Dessa forma, dinamizar essa fonte de geração renovável é importante diante do cenário previsto de curto prazo para o setor elétrico, mesmo que algum tecnocrata afirme que os números da geração de energia elétrica sucroalcooleira não são significativos do ponto de vista macro do sistema elétrico nacional. Para tanto, sugere-se a implantação imediata de um programa prioritário específico para a co-geração de eletricidade por meio do bagaço, visando a expansão dessa fonte de geração. Esse programa deverá abordar não somente aspectos de financiamento, mas também quanto à comercialização da energia co-gerada pelo setor sucroalcooleiro.
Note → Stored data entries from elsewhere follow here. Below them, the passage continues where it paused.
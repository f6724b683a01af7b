//! Push button debouncing
//!
//! The raw level is recorded with a timestamp on every change. A level
//! is trusted only once it has been stable for the debounce interval.

/// Timer ticks (milliseconds), wrapping
pub type Tick = u32;

/// Debounce state for one button
#[derive(Debug, Clone)]
pub struct Debouncer {
    pressed: bool,
    last_change: Tick,
    reported: bool,
}

impl Debouncer {
    /// Start from a known level; no event is reported for it
    pub const fn new(pressed: bool, now: Tick) -> Self {
        Self {
            pressed,
            last_change: now,
            reported: pressed,
        }
    }

    /// Record a raw sample; returns `true` if the level changed
    pub fn record(&mut self, pressed: bool, now: Tick) -> bool {
        if pressed == self.pressed {
            return false;
        }
        self.pressed = pressed;
        self.last_change = now;
        true
    }

    /// Raw level as last recorded
    pub fn raw(&self) -> bool {
        self.pressed
    }

    /// Tick of the last raw change
    pub fn last_change(&self) -> Tick {
        self.last_change
    }

    /// Debounced level, or `None` while the last change is too recent
    pub fn stable(&self, now: Tick, debounce: Tick) -> Option<bool> {
        if now.wrapping_sub(self.last_change) >= debounce {
            Some(self.pressed)
        } else {
            None
        }
    }

    /// Debounced level, returned once per change
    pub fn poll(&mut self, now: Tick, debounce: Tick) -> Option<bool> {
        let level = self.stable(now, debounce)?;
        if level == self.reported {
            return None;
        }
        self.reported = level;
        Some(level)
    }
}
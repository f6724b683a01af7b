//! Interrupt-driven UART queues
//!
//! [`Serial`] owns the UART port, the transmit queue and (with the
//! `receive` feature) the receive queue. Foreground code and interrupt
//! handlers share one instance, typically a `static`:
//!
//! ```text
//! foreground                     interrupt handlers
//! ──────────                     ──────────────────
//! put_byte ──► TX ring ──► on_tx_ready  (data register empty)
//! try_read ◄── RX ring ◄── on_rx_complete (receive complete)
//! ```
//!
//! Every index update happens inside a critical section, so the other
//! context only ever sees a fully written index. Blocking calls
//! (`put_byte` on a full queue, `flush`, `blocking_read`) take the
//! critical section once per poll and spin in between, which lets the
//! interrupt handler run. None of them has a timeout.

use core::cell::RefCell;
use core::hint::spin_loop;

use embassy_sync::blocking_mutex::raw::CriticalSectionRawMutex;
use embassy_sync::blocking_mutex::Mutex;
use nodiskemu_hal::{UartConfig, UartPort};

use crate::console::Console;
use crate::error::SerialError;
use crate::ring::RingBuffer;

struct State<P, const TX: usize, const RX: usize> {
    port: Option<P>,
    tx: RingBuffer<TX>,
    #[cfg(feature = "receive")]
    rx: RingBuffer<RX>,
    #[cfg(feature = "receive")]
    rx_overflows: u8,
}

impl<P: UartPort, const TX: usize, const RX: usize> State<P, TX, RX> {
    #[cfg(feature = "receive")]
    fn store_received(&mut self, byte: u8) {
        if self.rx.push(byte).is_err() {
            self.rx_overflows = self.rx_overflows.saturating_add(1);
        }
    }
}

/// UART driver with a `TX`-byte transmit ring and an `RX`-byte receive ring
///
/// Both sizes must be powers of two. A transmit queue of `TX` bytes holds
/// at most `TX - 1` pending bytes.
///
/// Call [`Serial::init`] exactly once before use. Bytes written before
/// `init` are queued but nothing drains them, and they are discarded by
/// `init`.
pub struct Serial<P, const TX: usize, const RX: usize> {
    state: Mutex<CriticalSectionRawMutex, RefCell<State<P, TX, RX>>>,
}

impl<P, const TX: usize, const RX: usize> Serial<P, TX, RX> {
    /// Create an uninitialised driver with empty queues
    pub const fn new() -> Self {
        Self {
            state: Mutex::new(RefCell::new(State {
                port: None,
                tx: RingBuffer::new(),
                #[cfg(feature = "receive")]
                rx: RingBuffer::new(),
                #[cfg(feature = "receive")]
                rx_overflows: 0,
            })),
        }
    }
}

impl<P, const TX: usize, const RX: usize> Default for Serial<P, TX, RX> {
    fn default() -> Self {
        Self::new()
    }
}

impl<P: UartPort, const TX: usize, const RX: usize> Serial<P, TX, RX> {
    /// Take ownership of the port, program it and reset the queues
    ///
    /// With the `receive` feature the receiver and its interrupt are
    /// enabled as well, and the overflow counter is cleared.
    pub fn init(&self, port: P, config: &UartConfig) {
        self.state.lock(|state| {
            let mut state = state.borrow_mut();
            let mut port = port;
            port.configure(config);
            state.tx.reset();

            #[cfg(feature = "receive")]
            {
                state.rx.reset();
                state.rx_overflows = 0;
                port.enable_receiver();
            }

            state.port = Some(port);
        });

        #[cfg(feature = "defmt")]
        defmt::debug!(
            "serial: {} baud, divisor {}, tx {} bytes",
            config.baudrate,
            config.divisor(),
            TX
        );
    }

    /// Get a console handle for formatted output
    pub fn console(&self) -> Console<'_, P, TX, RX> {
        Console::new(self)
    }

    /// Queue a byte without blocking
    ///
    /// The drain interrupt is enabled afterwards whether or not the byte
    /// fit, so a full queue always keeps draining.
    ///
    /// # Errors
    ///
    /// [`SerialError::TxFull`] if there is no free slot. The queue is
    /// left unchanged.
    pub fn try_put_byte(&self, byte: u8) -> Result<(), SerialError> {
        self.state.lock(|state| {
            let mut state = state.borrow_mut();
            let state = &mut *state;
            let result = state.tx.push(byte).map_err(|_| SerialError::TxFull);
            if let Some(port) = state.port.as_mut() {
                port.set_tx_interrupt(true);
            }
            result
        })
    }

    /// Queue a byte, spinning until there is room
    ///
    /// Never drops or overwrites data. Blocks forever if nothing drains
    /// the queue (for instance before [`Serial::init`]).
    pub fn put_byte(&self, byte: u8) {
        while self.try_put_byte(byte).is_err() {
            spin_loop();
        }
    }

    /// Spin until every queued byte has been handed to the data register
    pub fn flush(&self) {
        while !self.tx_is_empty() {
            spin_loop();
        }
    }

    /// `true` when the transmit queue is empty
    pub fn tx_is_empty(&self) -> bool {
        self.state.lock(|state| state.borrow().tx.is_empty())
    }

    /// Number of bytes waiting in the transmit queue
    pub fn tx_pending(&self) -> usize {
        self.state.lock(|state| state.borrow().tx.len())
    }

    /// Drain step, called once per "data register empty" interrupt
    ///
    /// Sends the oldest queued byte, or disables the interrupt when there
    /// is nothing left to send.
    pub fn on_tx_ready(&self) {
        self.state.lock(|state| {
            let mut state = state.borrow_mut();
            let State { port, tx, .. } = &mut *state;
            let Some(port) = port.as_mut() else {
                return;
            };
            match tx.pop() {
                Some(byte) => port.write_data(byte),
                None => port.set_tx_interrupt(false),
            }
        });
    }
}

#[cfg(feature = "receive")]
impl<P: UartPort, const TX: usize, const RX: usize> Serial<P, TX, RX> {
    /// Receive step, called once per "receive complete" interrupt
    ///
    /// Reads the data register and queues the byte. When the queue is
    /// full the new byte is dropped and the overflow counter goes up.
    pub fn on_rx_complete(&self) {
        self.state.lock(|state| {
            let mut state = state.borrow_mut();
            let Some(byte) = state.port.as_mut().map(|port| port.read_data()) else {
                return;
            };
            state.store_received(byte);
        });
    }

    /// Queue a byte the platform has already read from the UART
    ///
    /// Same overflow behaviour as [`Serial::on_rx_complete`].
    pub fn receive_byte(&self, byte: u8) {
        self.state
            .lock(|state| state.borrow_mut().store_received(byte));
    }

    /// Take the oldest received byte, if any
    pub fn try_read(&self) -> Option<u8> {
        self.state.lock(|state| state.borrow_mut().rx.pop())
    }

    /// Spin until a byte has been received and return it
    ///
    /// There is no timeout. Callers that need bounded latency should
    /// poll [`Serial::try_read`] instead.
    pub fn blocking_read(&self) -> u8 {
        loop {
            if let Some(byte) = self.try_read() {
                return byte;
            }
            spin_loop();
        }
    }

    /// `true` when no received byte is waiting
    pub fn rx_is_empty(&self) -> bool {
        self.state.lock(|state| state.borrow().rx.is_empty())
    }

    /// Number of received bytes waiting to be read
    pub fn rx_pending(&self) -> usize {
        self.state.lock(|state| state.borrow().rx.len())
    }

    /// Bytes dropped because the receive queue was full (saturates at 255)
    pub fn rx_overflows(&self) -> u8 {
        self.state.lock(|state| state.borrow().rx_overflows)
    }
}

#[cfg(test)]
pub(crate) mod tests {
    extern crate std;

    use super::*;
    use std::collections::VecDeque;
    use std::sync::{Arc, Mutex as StdMutex};
    use std::vec::Vec;

    #[derive(Default)]
    struct PortLog {
        sent: Vec<u8>,
        incoming: VecDeque<u8>,
        tx_irq: bool,
        receiver_enabled: bool,
        divisor: Option<u16>,
    }

    /// Mock UART recording register writes
    #[derive(Clone, Default)]
    pub(crate) struct MockPort {
        log: Arc<StdMutex<PortLog>>,
    }

    impl MockPort {
        pub(crate) fn sent(&self) -> Vec<u8> {
            self.log.lock().unwrap().sent.clone()
        }

        pub(crate) fn tx_irq(&self) -> bool {
            self.log.lock().unwrap().tx_irq
        }

        fn feed(&self, byte: u8) {
            self.log.lock().unwrap().incoming.push_back(byte);
        }
    }

    impl UartPort for MockPort {
        fn configure(&mut self, config: &UartConfig) {
            self.log.lock().unwrap().divisor = Some(config.divisor());
        }

        fn enable_receiver(&mut self) {
            self.log.lock().unwrap().receiver_enabled = true;
        }

        fn write_data(&mut self, byte: u8) {
            self.log.lock().unwrap().sent.push(byte);
        }

        fn read_data(&mut self) -> u8 {
            self.log.lock().unwrap().incoming.pop_front().unwrap_or(0)
        }

        fn set_tx_interrupt(&mut self, enabled: bool) {
            self.log.lock().unwrap().tx_irq = enabled;
        }
    }

    pub(crate) type TestSerial = Serial<MockPort, 8, 8>;

    pub(crate) fn setup() -> (TestSerial, MockPort) {
        let serial = TestSerial::new();
        let port = MockPort::default();
        serial.init(port.clone(), &UartConfig::default());
        (serial, port)
    }

    /// Run the drain interrupt until it switches itself off
    pub(crate) fn drain(serial: &TestSerial, port: &MockPort) {
        while port.tx_irq() {
            serial.on_tx_ready();
        }
    }

    #[test]
    fn test_init_programs_port() {
        let (_serial, port) = setup();
        let log = port.log.lock().unwrap();
        assert_eq!(log.divisor, Some(12));
        assert_eq!(log.receiver_enabled, cfg!(feature = "receive"));
        assert!(!log.tx_irq);
    }

    #[test]
    fn test_put_byte_enables_drain_interrupt() {
        let (serial, port) = setup();
        serial.put_byte(b'x');
        assert!(port.tx_irq());
        assert_eq!(serial.tx_pending(), 1);
        assert!(port.sent().is_empty());
    }

    #[test]
    fn test_drain_round_trip() {
        let (serial, port) = setup();
        for byte in [1, 2, 3] {
            serial.put_byte(byte);
        }

        serial.on_tx_ready();
        serial.on_tx_ready();
        serial.on_tx_ready();

        assert_eq!(port.sent(), [1, 2, 3]);
        assert!(serial.tx_is_empty());
        // Interrupt stays on until a drain step finds the queue empty
        assert!(port.tx_irq());
        serial.on_tx_ready();
        assert!(!port.tx_irq());
    }

    #[test]
    fn test_try_put_byte_on_full_queue() {
        let (serial, port) = setup();
        for byte in 0..7 {
            serial.try_put_byte(byte).unwrap();
        }
        assert_eq!(serial.try_put_byte(99), Err(SerialError::TxFull));
        assert!(port.tx_irq());

        drain(&serial, &port);
        assert_eq!(port.sent(), [0, 1, 2, 3, 4, 5, 6]);
    }

    #[test]
    fn test_drain_before_init_is_ignored() {
        let serial = TestSerial::new();
        serial.try_put_byte(5).unwrap();
        serial.on_tx_ready();
        assert_eq!(serial.tx_pending(), 1);
    }

    #[test]
    fn test_put_byte_waits_for_space() {
        let (serial, port) = setup();
        for byte in 0..7 {
            serial.put_byte(byte);
        }

        std::thread::scope(|s| {
            s.spawn(|| {
                // Background "interrupt" frees one slot
                std::thread::sleep(std::time::Duration::from_millis(10));
                serial.on_tx_ready();
            });
            serial.put_byte(7);
        });

        drain(&serial, &port);
        assert_eq!(port.sent(), [0, 1, 2, 3, 4, 5, 6, 7]);
    }

    #[test]
    fn test_flush_waits_for_drain() {
        let (serial, port) = setup();
        for &byte in b"hello" {
            serial.put_byte(byte);
        }

        std::thread::scope(|s| {
            s.spawn(|| {
                while port.tx_irq() {
                    serial.on_tx_ready();
                    std::thread::yield_now();
                }
            });
            serial.flush();
            assert_eq!(port.sent(), b"hello");
        });
    }

    #[cfg(feature = "receive")]
    #[test]
    fn test_receive_fifo() {
        let (serial, port) = setup();
        assert!(serial.rx_is_empty());
        assert_eq!(serial.try_read(), None);

        port.feed(b'a');
        port.feed(b'b');
        serial.on_rx_complete();
        serial.on_rx_complete();

        assert!(!serial.rx_is_empty());
        assert_eq!(serial.rx_pending(), 2);
        assert_eq!(serial.try_read(), Some(b'a'));
        assert_eq!(serial.try_read(), Some(b'b'));
        assert!(serial.rx_is_empty());
    }

    #[cfg(feature = "receive")]
    #[test]
    fn test_receive_overflow_keeps_oldest() {
        let (serial, _port) = setup();
        // Eight bytes into an 8-byte ring: seven fit, the last is dropped
        for byte in 0..8 {
            serial.receive_byte(byte);
        }
        assert_eq!(serial.rx_overflows(), 1);

        let mut received = Vec::new();
        while let Some(byte) = serial.try_read() {
            received.push(byte);
        }
        assert_eq!(received, [0, 1, 2, 3, 4, 5, 6]);
    }

    #[cfg(feature = "receive")]
    #[test]
    fn test_overflow_counter_saturates_and_resets() {
        let (serial, port) = setup();
        for _ in 0..300 {
            serial.receive_byte(0x55);
        }
        assert_eq!(serial.rx_overflows(), 255);

        serial.init(port, &UartConfig::default());
        assert_eq!(serial.rx_overflows(), 0);
        assert!(serial.rx_is_empty());
    }

    #[cfg(feature = "receive")]
    #[test]
    fn test_blocking_read_waits_for_byte() {
        let (serial, _port) = setup();
        std::thread::scope(|s| {
            s.spawn(|| {
                std::thread::sleep(std::time::Duration::from_millis(10));
                serial.receive_byte(0x42);
            });
            assert_eq!(serial.blocking_read(), 0x42);
        });
    }
}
Por fim, não espera-se um programa de privilégios para o empresário sucroalcooleiro, mas apenas roga-se por um tratamento com maior isonomia para esse agente que também pertence ao setor elétrico nacional, ou seja, uma análise mais sistêmica por parte dos órgão de fomento do setor elétrico. Aliás, esgotar as alternativas de geração de energia elétrica menos onerosas e de caráter renovável é uma lição básica para um bom planejador.
Zilmar José de Souza é economista formado pela FEARP/USP, mestre em Economia
Aplicada pela ESALQ/USP e doutorando em Engenharia de Produção pela UFSCar.
Atualmente, é especialista em energia da Comissão de Serviços Públicos de Energia do Estado de São Paulo. E-mail: [email protected]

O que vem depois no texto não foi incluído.